(WORK ORDER)
In the following listing, work out how many lines contain the string "every", and state only that number.
WORKING DATA: Begin
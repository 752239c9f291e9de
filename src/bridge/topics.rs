// Copyright 2025 coScene
//
// Licensed under the Apache License, Version 2.0 (the "License");
// you may not use this file except in compliance with the License.
// You may obtain a copy of the License at
//
//     http://www.apache.org/licenses/LICENSE-2.0
//
// Unless required by applicable law or agreed to in writing, software
// distributed under the License is distributed on an "AS IS" BASIS,
// WITHOUT WARRANTIES OR CONDITIONS OF ANY KIND, either express or implied.
// See the License for the specific language governing permissions and
// limitations under the License.

use crate::config::MqttConfig;
use crate::protocol::MeasurementClass;

/// Replace the first `+` placeholder in a template with the device id
pub fn substitute_device(template: &str, device_id: &str) -> String {
    template.replacen('+', device_id, 1)
}

/// What an incoming message on a subscribed topic is
#[derive(Debug, Clone, Copy, PartialEq, Eq)]
pub enum TopicRole {
    Measurement(MeasurementClass),
    ResendRequest(MeasurementClass),
}

/// Concrete topics for one device
#[derive(Debug, Clone, PartialEq, Eq)]
pub struct TopicSet {
    pub raw: String,
    pub pollutant: String,
    pub resend_raw: String,
    pub resend_pollutant: String,
    pub will: String,
    pub will_payload: String,
}

impl TopicSet {
    pub fn from_config(config: &MqttConfig) -> Self {
        let id = config.client_id.as_str();
        Self {
            raw: substitute_device(&config.raw_topic, id),
            pollutant: substitute_device(&config.pollutant_topic, id),
            resend_raw: substitute_device(&config.resend_raw_topic, id),
            resend_pollutant: substitute_device(&config.resend_pollutant_topic, id),
            will: substitute_device(&config.will_topic, id),
            will_payload: substitute_device(&config.will_payload, id),
        }
    }

    /// Topic measurements of a class are forwarded on
    pub fn measurement(&self, class: MeasurementClass) -> &str {
        match class {
            MeasurementClass::Raw => &self.raw,
            MeasurementClass::Pollutant => &self.pollutant,
        }
    }

    pub fn resend_request(&self, class: MeasurementClass) -> &str {
        match class {
            MeasurementClass::Raw => &self.resend_raw,
            MeasurementClass::Pollutant => &self.resend_pollutant,
        }
    }

    /// Topics the local session subscribes to on every connect
    pub fn local_subscriptions(&self) -> Vec<(&str, TopicRole)> {
        vec![
            (self.pollutant.as_str(), TopicRole::Measurement(MeasurementClass::Pollutant)),
            (self.raw.as_str(), TopicRole::Measurement(MeasurementClass::Raw)),
            (
                self.resend_pollutant.as_str(),
                TopicRole::ResendRequest(MeasurementClass::Pollutant),
            ),
            (self.resend_raw.as_str(), TopicRole::ResendRequest(MeasurementClass::Raw)),
        ]
    }

    /// Topics the remote session subscribes to on every connect
    pub fn remote_subscriptions(&self) -> Vec<(&str, TopicRole)> {
        vec![
            (self.resend_raw.as_str(), TopicRole::ResendRequest(MeasurementClass::Raw)),
            (
                self.resend_pollutant.as_str(),
                TopicRole::ResendRequest(MeasurementClass::Pollutant),
            ),
        ]
    }

    /// Classify an incoming topic against a subscription list
    pub fn classify(subscriptions: &[(&str, TopicRole)], topic: &str) -> Option<TopicRole> {
        subscriptions
            .iter()
            .find(|(t, _)| *t == topic)
            .map(|(_, role)| *role)
    }
}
WORKING DATA: End
(YOUR SOLUTION)
2